• _What the task asks_
The whole listing is to be repeated exactly. Add nothing.

┏━━

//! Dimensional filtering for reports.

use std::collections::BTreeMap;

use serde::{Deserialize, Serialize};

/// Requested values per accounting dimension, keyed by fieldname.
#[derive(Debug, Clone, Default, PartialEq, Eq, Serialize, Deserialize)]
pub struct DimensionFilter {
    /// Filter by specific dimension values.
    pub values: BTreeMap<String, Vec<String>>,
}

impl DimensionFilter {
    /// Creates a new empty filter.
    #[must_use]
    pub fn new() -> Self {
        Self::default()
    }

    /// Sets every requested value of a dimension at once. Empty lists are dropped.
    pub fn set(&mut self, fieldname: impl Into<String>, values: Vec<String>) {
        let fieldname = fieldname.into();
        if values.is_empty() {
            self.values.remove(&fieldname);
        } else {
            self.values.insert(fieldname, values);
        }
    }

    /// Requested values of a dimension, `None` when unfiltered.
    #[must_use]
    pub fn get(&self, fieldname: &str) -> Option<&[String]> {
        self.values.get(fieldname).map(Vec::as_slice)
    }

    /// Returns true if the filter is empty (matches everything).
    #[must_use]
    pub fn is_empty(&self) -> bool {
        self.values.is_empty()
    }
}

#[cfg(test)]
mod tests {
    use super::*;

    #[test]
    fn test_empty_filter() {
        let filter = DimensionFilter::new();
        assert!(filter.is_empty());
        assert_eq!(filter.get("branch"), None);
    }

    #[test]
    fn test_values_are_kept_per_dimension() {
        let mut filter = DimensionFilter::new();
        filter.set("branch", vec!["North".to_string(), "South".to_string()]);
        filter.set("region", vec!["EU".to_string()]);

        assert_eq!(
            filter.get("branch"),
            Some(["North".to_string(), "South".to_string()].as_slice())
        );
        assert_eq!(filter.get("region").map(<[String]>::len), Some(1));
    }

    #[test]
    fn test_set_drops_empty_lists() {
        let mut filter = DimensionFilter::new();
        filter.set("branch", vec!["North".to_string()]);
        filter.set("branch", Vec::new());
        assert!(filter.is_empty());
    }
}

┗━━

• _The completed task_
//! Dimensional filtering for reports.

use std::collections::BTreeMap;

use serde::{Deserialize, Serialize};

/// Requested values per accounting dimension, keyed by fieldname.
#[derive(Debug, Clone, Default, PartialEq, Eq, Serialize, Deserialize)]
pub struct DimensionFilter {
    /// Filter by specific dimension values.
    pub values: BTreeMap<String, Vec<String>>,
}

impl DimensionFilter {
    /// Creates a new empty filter.
    #[must_use]
    pub fn new() -> Self {
        Self::default()
    }

    /// Sets every requested value of a dimension at once. Empty lists are dropped.
    pub fn set(&mut self, fieldname: impl Into<String>, values: Vec<String>) {
        let fieldname = fieldname.into();
        if values.is_empty() {
            self.values.remove(&fieldname);
        } else {
            self.values.insert(fieldname, values);
        }
    }

    /// Requested values of a dimension, `None` when unfiltered.
    #[must_use]
    pub fn get(&self, fieldname: &str) -> Option<&[String]> {
        self.values.get(fieldname).map(Vec::as_slice)
    }

    /// Returns true if the filter is empty (matches everything).
    #[must_use]
    pub fn is_empty(&self) -> bool {
        self.values.is_empty()
    }
}

#[cfg(test)]
mod tests {
    use super::*;

    #[test]
    fn test_empty_filter() {
        let filter = DimensionFilter::new();
        assert!(filter.is_empty());
        assert_eq!(filter.get("branch"), None);
    }

    #[test]
    fn test_values_are_kept_per_dimension() {
        let mut filter = DimensionFilter::new();
        filter.set("branch", vec!["North".to_string(), "South".to_string()]);
        filter.set("region", vec!["EU".to_string()]);

        assert_eq!(
            filter.get("branch"),
            Some(["North".to_string(), "South".to_string()].as_slice())
        );
        assert_eq!(filter.get("region").map(<[String]>::len), Some(1));
    }

    #[test]
    fn test_set_drops_empty_lists() {
        let mut filter = DimensionFilter::new();
        filter.set("branch", vec!["North".to_string()]);
        filter.set("branch", Vec::new());
        assert!(filter.is_empty());
    }
}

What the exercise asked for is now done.